This morning I met up with an old friend from university.  We don’t get to see each other often enough, so inevitably our coffee mornings consist of work updates, living situation discussions, frank bemusement at the behaviour of men and excessive giggling.

Sometimes (not always), we get around to discussing our mutual passion: the arts.  This friend of mine has a lifelong passion for the arts in all its forms: she is a wonderful baker of lovely cakes, she dances, makes amazing craft stuff and is, of course, a fellow Drama graduate.  She co-runs a charity called Ingeenium which does beautiful and inspiring work with vulnerable people, she is a nanny and she currently works for the government in a top-secret, slightly scary capacity.  Oh, and she’s also studying for her PhD.  Superwoman?  I think so, but I’ve never seen her wear a cape, so it’s hard to tell.  The posh term for this friend of mine is a polymath, which sounds like something out of Red Dwarf, but is actually a real thing.  I like that word, don’t you?

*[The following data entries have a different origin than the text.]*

//! Symmetry detection over bounds and lex-leader predicate generation.
//!
//! Two atoms are interchangeable when transposing them maps every bound
//! of every relation onto itself. The interchangeable classes form a
//! partition of the universe; within each class, a model can be permuted
//! freely, so the search space carries one orbit per canonical model. The
//! generated symmetry-breaking predicate keeps only (approximately)
//! lexicographically minimal models: for each consecutive atom pair in a
//! class, the pair's relation columns must not strictly decrease.
//!
//! The predicate is sound for any formula over the bounds: a permutation
//! that fixes all bounds maps models to models, so ruling out non-minimal
//! orbit members preserves satisfiability.

use rustc_hash::FxHashSet;

use crate::ast::{RelationPredicate, RelationPredicateName};
use crate::bool::{BoolValue, BooleanFactory, BooleanMatrix, TRUE};
use crate::fol2bool::LeafInterpreter;
use crate::instance::{Bounds, TupleSet};

/// Computes the interchangeable-atom classes of `bounds`, each in
/// ascending atom order. Singleton classes are omitted.
pub fn symmetry_classes(bounds: &Bounds) -> Vec<Vec<usize>> {
    let n = bounds.universe().size();
    let mut parent: Vec<usize> = (0..n).collect();

    fn find(parent: &mut Vec<usize>, mut x: usize) -> usize {
        while parent[x] != x {
            parent[x] = parent[parent[x]];
            x = parent[x];
        }
        x
    }

    for a in 0..n {
        for b in a + 1..n {
            if find(&mut parent, a) == find(&mut parent, b) {
                continue;
            }
            if transposition_fixes_bounds(bounds, a, b) {
                let ra = find(&mut parent, a);
                let rb = find(&mut parent, b);
                parent[rb] = ra;
            }
        }
    }

    let mut classes: Vec<Vec<usize>> = vec![Vec::new(); n];
    for atom in 0..n {
        let root = find(&mut parent, atom);
        classes[root].push(atom);
    }
    classes.retain(|c| c.len() > 1);
    classes
}

/// True if swapping atoms `a` and `b` maps every bound onto itself.
fn transposition_fixes_bounds(bounds: &Bounds, a: usize, b: usize) -> bool {
    let n = bounds.universe().size();
    for relation in bounds.relations() {
        for set in [
            bounds.lower_bound(relation).expect("bounded"),
            bounds.upper_bound(relation).expect("bounded"),
        ] {
            if !transposition_fixes_set(set, n, a, b) {
                return false;
            }
        }
    }
    true
}

fn transposition_fixes_set(set: &TupleSet, n: usize, a: usize, b: usize) -> bool {
    set.index_view()
        .iter()
        .all(|index| set.contains_index(transpose_index(index, set.arity(), n, a, b)))
}

/// The linear index of a tuple with atoms `a` and `b` swapped.
fn transpose_index(index: usize, arity: usize, n: usize, a: usize, b: usize) -> usize {
    let mut digits = vec![0usize; arity];
    let mut rest = index;
    for d in (0..arity).rev() {
        digits[d] = rest % n;
        rest /= n;
    }
    let mut out = 0usize;
    for d in digits {
        let mapped = if d == a {
            b
        } else if d == b {
            a
        } else {
            d
        };
        out = out * n + mapped;
    }
    out
}

/// Generates the symmetry-breaking predicate over the relation matrices
/// interpreted so far, as a single circuit value to conjoin onto the root.
///
/// Classes whose atoms are covered by a top-level total-ordering predicate
/// are skipped: the ordering already pins those atoms down. Each lex
/// constraint is truncated to `max_length` cell pairs.
pub fn breaking_predicate(
    bounds: &Bounds,
    predicates: &[RelationPredicate],
    interpreter: &LeafInterpreter,
    factory: &BooleanFactory,
    max_length: usize,
) -> BoolValue {
    let mut classes = symmetry_classes(bounds);

    // atoms ordered by a total-ordering predicate are already asymmetric
    let mut ordered_atoms: FxHashSet<usize> = FxHashSet::default();
    for pred in predicates {
        if pred.name() != RelationPredicateName::TotalOrdering {
            continue;
        }
        if let RelationPredicate::TotalOrdering { ordered, .. } = pred {
            if let Some(upper) = bounds.upper_bound(ordered) {
                ordered_atoms.extend(upper.index_view().iter());
            }
        }
    }
    classes.retain(|class| class.iter().all(|atom| !ordered_atoms.contains(atom)));

    let n = bounds.universe().size();
    // deterministic matrix order: bounds order, restricted to relations
    // the formula actually mentions
    let matrices: Vec<&BooleanMatrix> = bounds
        .relations()
        .filter_map(|r| {
            interpreter
                .interpreted()
                .find(|(rel, _)| *rel == r)
                .map(|(_, m)| m)
        })
        .collect();

    let mut sbp = TRUE;
    for class in &classes {
        for pair in class.windows(2) {
            let (prev, cur) = (pair[0], pair[1]);
            let mut xs = Vec::new();
            let mut ys = Vec::new();
            for matrix in &matrices {
                let arity = matrix.dimensions().num_dimensions();
                for (index, value) in matrix.cells() {
                    if xs.len() >= max_length {
                        break;
                    }
                    let swapped = transpose_index(index, arity, n, prev, cur);
                    if swapped == index {
                        continue;
                    }
                    xs.push(value);
                    ys.push(matrix.get(swapped));
                }
            }
            sbp = factory.and(sbp, lex_leq(factory, &xs, &ys));
        }
    }
    sbp
}

/// The constraint `x <=lex y` over parallel bit vectors.
fn lex_leq(factory: &BooleanFactory, xs: &[BoolValue], ys: &[BoolValue]) -> BoolValue {
    let mut constraint = TRUE;
    let mut prefix_equal = TRUE;
    for (&x, &y) in xs.iter().zip(ys.iter()) {
        let here = factory.implies(prefix_equal, factory.implies(x, y));
        constraint = factory.and(constraint, here);
        let same = factory.iff(x, y);
        prefix_equal = factory.and(prefix_equal, same);
        if constraint.is_false() {
            break;
        }
    }
    constraint
}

This morning she and I were discussing the problem with being a polymath, although the terms we actually couched it in were more along the lines of “What are we actually DOING with our lives?”  The answer is, currently at least, loads of stuff: we are both trying to pursue careers which support as financially as well as challenge and inspire us, we feel very strongly about a lot of things but are not sure what exactly to do about them, and on top of everything the spectre of George Osborne looms menacingly, reminding us that whatever we choose to do, we will still never be able to afford a mortgage.  Do shut up, George, there’s a dear.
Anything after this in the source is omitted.